►

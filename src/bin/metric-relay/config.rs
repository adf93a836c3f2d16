use std::env;
use std::path::PathBuf;

use metric_relay::config::{read_config, Config};

use crate::config_data::write_sample_cfg;
use crate::CFG_FILE_NAME;

fn get_config_path() -> Option<PathBuf> {
    let exe_dir = env::current_exe()
        .ok()
        .and_then(|exe| exe.parent().map(|dir| dir.to_path_buf()));
    if let Some(exe_dir) = exe_dir {
        if exe_dir.join(CFG_FILE_NAME).exists() {
            return Some(exe_dir.join(CFG_FILE_NAME));
        }
    }

    if let Ok(cur_dir) = env::current_dir() {
        if cur_dir.join(CFG_FILE_NAME).exists() {
            return Some(cur_dir.join(CFG_FILE_NAME));
        }
    }

    if let Some(cfg_dir) = dirs::config_dir() {
        if cfg_dir.join(CFG_FILE_NAME).exists() {
            return Some(cfg_dir.join(CFG_FILE_NAME));
        }
    }

    None
}

/// Config file (when there is one) with the environment applied on top.
pub(crate) fn open_config(cfg_path: Option<PathBuf>) -> Result<Config, String> {
    let mut config = match cfg_path.or_else(get_config_path) {
        Some(config_path) => {
            println!("Reading config from {}", config_path.display());
            read_config(&config_path).map_err(|e| e.to_string())?
        }
        None => {
            println!("No {} found. Using defaults and environment", CFG_FILE_NAME);
            Config::default()
        }
    };

    config.apply_process_env().map_err(|e| e.to_string())?;

    if config.metrics.is_empty() {
        return Err("No metrics configured. Set `metrics` in the config file or METRICS".to_string());
    }

    match config.log {
        Some(ref log) => match log.location {
            Some(ref location) => println!("Log enabled. Files will be written in {}", location.display()),
            None => println!("Log enabled on console"),
        },
        None => println!("Log disabled. Using stdout"),
    }

    Ok(config)
}

pub(crate) fn generate_cfg(config_path: &Option<PathBuf>) -> Result<PathBuf, String> {
    let path: PathBuf = match config_path {
        Some(path) => path.clone(),
        None => {
            let cfg_dir = dirs::config_dir().ok_or("Could not find user config dir")?;
            cfg_dir.join(CFG_FILE_NAME)
        }
    };

    println!("Writing sample config to {}", path.display());
    write_sample_cfg(&path).map_err(|e| e.to_string())?;

    Ok(path)
}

◄

- Your task:
Write the records out once more. Each line must match.

- Written solution:
filename src/bin/metric-relay/config.rs
repository adf93a836c3f2d16
use std::env;
use std::path::PathBuf;

use metric_relay::config::{read_config, Config};

use crate::config_data::write_sample_cfg;
use crate::CFG_FILE_NAME;

fn get_config_path() -> Option<PathBuf> {
    let exe_dir = env::current_exe()
        .ok()
        .and_then(|exe| exe.parent().map(|dir| dir.to_path_buf()));
    if let Some(exe_dir) = exe_dir {
        if exe_dir.join(CFG_FILE_NAME).exists() {
            return Some(exe_dir.join(CFG_FILE_NAME));
        }
    }

    if let Ok(cur_dir) = env::current_dir() {
        if cur_dir.join(CFG_FILE_NAME).exists() {
            return Some(cur_dir.join(CFG_FILE_NAME));
        }
    }

    if let Some(cfg_dir) = dirs::config_dir() {
        if cfg_dir.join(CFG_FILE_NAME).exists() {
            return Some(cfg_dir.join(CFG_FILE_NAME));
        }
    }

    None
}

/// Config file (when there is one) with the environment applied on top.
pub(crate) fn open_config(cfg_path: Option<PathBuf>) -> Result<Config, String> {
    let mut config = match cfg_path.or_else(get_config_path) {
        Some(config_path) => {
            println!("Reading config from {}", config_path.display());
            read_config(&config_path).map_err(|e| e.to_string())?
        }
        None => {
            println!("No {} found. Using defaults and environment", CFG_FILE_NAME);
            Config::default()
        }
    };

    config.apply_process_env().map_err(|e| e.to_string())?;

    if config.metrics.is_empty() {
        return Err("No metrics configured. Set `metrics` in the config file or METRICS".to_string());
    }

    match config.log {
        Some(ref log) => match log.location {
            Some(ref location) => println!("Log enabled. Files will be written in {}", location.display()),
            None => println!("Log enabled on console"),
        },
        None => println!("Log disabled. Using stdout"),
    }

    Ok(config)
}

pub(crate) fn generate_cfg(config_path: &Option<PathBuf>) -> Result<PathBuf, String> {
    let path: PathBuf = match config_path {
        Some(path) => path.clone(),
        None => {
            let cfg_dir = dirs::config_dir().ok_or("Could not find user config dir")?;
            cfg_dir.join(CFG_FILE_NAME)
        }
    };

    println!("Writing sample config to {}", path.display());
    write_sample_cfg(&path).map_err(|e| e.to_string())?;

    Ok(path)
}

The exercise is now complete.